We remain, I believe, a democratic society. We now also have an elected government. But it is not yet clear whether we are a democratic state. If we are ever to become one, then the Justice Movement must never die.

P.S. The video above is a GEO TV production based on Aitizaz Ahsan’s poem Kal, Aaj aur Kal which he had written while under house arrest. Whatever poetic merits the poem might lack it is an immensely powerful and honest political statement. So is this video. Both are powerful not only because of the sense of history that they embody, but also because of the hopes of the future that they embody.

50 Comments on “Is the Justice Movement Over? I Hope Not.”

  1. PAKISTAN ZINDABAD says:
    November 16th, 2008 12:26 am

    Adil Bhai

    Thank you so much for this thoughtful post and keeping the hope alive. Yes, the movement must not die. Here is the schedule for the Chief Justice. For those in the USA I urge people to participate if they can.

    16th Nov 2008

    Reception at JFK Airport

    Please gather outside terminal 4 at 2 pm. The Chief Justice will be arriving at JFK on EK 201.

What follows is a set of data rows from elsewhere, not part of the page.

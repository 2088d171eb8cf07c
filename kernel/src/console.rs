//! Console unificado - combina teclado PS/2 e serial para input/output.
//!
//! Permite que o sistema funcione tanto em QEMU (via serial) quanto
//! em hardware real (via teclado PS/2).

#![allow(dead_code)]

use core::fmt;

/// Lê um byte de qualquer fonte de input disponível (teclado PS/2 ou serial).
/// Retorna None se nenhum input estiver disponível.
pub fn read_byte() -> Option<u8> {
    // Prioridade 1: Teclado PS/2
    if let Some(b) = crate::drivers::keyboard::read_char() {
        return Some(b);
    }

    // Prioridade 2: Serial (útil para QEMU)
    if let Some(b) = crate::serial::read_byte() {
        return Some(b);
    }

    None
}

/// Verifica se há input disponível (SEM consumir dados).
pub fn has_input() -> bool {
    crate::drivers::keyboard::has_input() || crate::serial::has_data()
}

/// Alias para has_input() - usado por poll/select.
pub fn has_data() -> bool {
    has_input()
}

/// Escreve um byte no console (serial).
pub fn write_byte(b: u8) {
    crate::serial::write_byte(b);
}

/// Escreve uma string no console.
pub fn write_str(s: &str) {
    for &b in s.as_bytes() {
        if b == b'\n' {
            write_byte(b'\r');
        }
        write_byte(b);
    }
}

/// Imprime formatado no console.
pub fn print(args: fmt::Arguments) {
    crate::serial::print(args);
}

/// Lê um byte bloqueando até haver input.
pub fn read_byte_blocking() -> u8 {
    loop {
        if let Some(b) = read_byte() {
            return b;
        }
        // Yield para outras tasks
        crate::task::yield_now();
    }
}

/// Lê uma linha de input com echo e edição básica.
/// Retorna quando Enter é pressionado.
pub fn read_line(buf: &mut alloc::string::String) {
    buf.clear();

    loop {
        let b = read_byte_blocking();

        match b {
            b'\r' | b'\n' => {
                crate::kprintln!("");
                break;
            }
            8 | 127 => {
                // Backspace
                if !buf.is_empty() {
                    buf.pop();
                    // Apaga caractere na tela: backspace, espaço, backspace
                    crate::kprint!("\x08 \x08");
                }
            }
            3 => {
                // Ctrl+C - cancela linha
                crate::kprintln!("^C");
                buf.clear();
                break;
            }
            4 => {
                // Ctrl+D - EOF (para shells seria sair)
                crate::kprintln!("^D");
                break;
            }
            b if b.is_ascii_graphic() || b == b' ' => {
                buf.push(b as char);
                crate::kprint!("{}", b as char);
            }
            _ => {
                // Ignora outros caracteres de controle
            }
        }
    }
}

    Community Dinner in NY

    Pakistani Community in New York has organized a major community dinner at 7 pm at Paradise East Catering and Dining- 1223 Coney island ave between H & I ave Brooklyn (little Pakistan) New York.11230.

    17th Nov 2008

    The New York City Bar Association

    The Presentation of an Honorary Membership to Iftikhar Muhammad Chaudhry. For his role as Chief judge of Pakistan in defending the rule of law. At 6:00 P.M. with a reception to follow at the House of the Association 42 West 44th Street, New York.

    18th Nov 2008

    Pakistani Supreme Court Chief Justice Visits Fordham Law
    Time: 3:00pm
    Location: McNally Amphitheatre

    19th Nov 2008

    Presentation of the Harvard Law School Medal of Freedom
    to Chief Justice of the Supreme Court of Pakistan Iftikhar Chaudhry in recognition of his courageous efforts to
    uphold the rule of law. 10:00 a.m. Ames Courtroom, Austin Hall, Harvard Law School.

    19th Nov 2008

    National Lawyers Guild Event in PA

    21st Nov 2008

    Prayer at a mosque in NY.

    24th Nov 2008

    Georgetown University Law Center
    (Hotung International Law Building, Room 2001), The address is 600 New Jersey Avenue N.W (not on main campus) Expected time: 6 pm

  2. wasiq says:
    November 16th, 2008 12:45 am

    If Democracy is a good thing than so is the lawyers movement, but both have already proven they come with a lot of baggage in Pakistan. The question really is when does the chaos and uncertainty of democratic movements in Pakistan more than compensated for by the growth and maturity endowing effects of institutional coherence, continuity, and popular legitimacy? I think Indonesia was a hopeful example of an ultimately successful transition from Suharto’s dictatorship in 1997 to the stable regular one party democracy it is today. Mexico also evolved this way, but can Pakistan overcome the baggage like Indonesia?

  3. Aamir Al says:
    November 16th, 2008 12:50 am

    Perhaps for the lawyers and some supporters, their movement was really about rule of law, but for many others in Pakistan, it was just a way to attack Musharraf and remove him from power. With that objective achieved, nobody cares about lawyers or Iftikhar Chaudhry anymore.

  4. Abdullah says:
    November 16th, 2008 1:20 am

    I think history will remember Iftikhar Chaudhry as the hero and both Musharraf and Zardari as the losers. Not because he is a better person, but because at the moment when he was tested, he stood by his principles and both Zardari and Musharraf sold their souls.

  5. Shiraz says:
    November 16th, 2008 3:13 am

    Dear Dr. Adil Najam,

    I am astonish to see support for a person who defied constitution himself many times by taking oath on PCO.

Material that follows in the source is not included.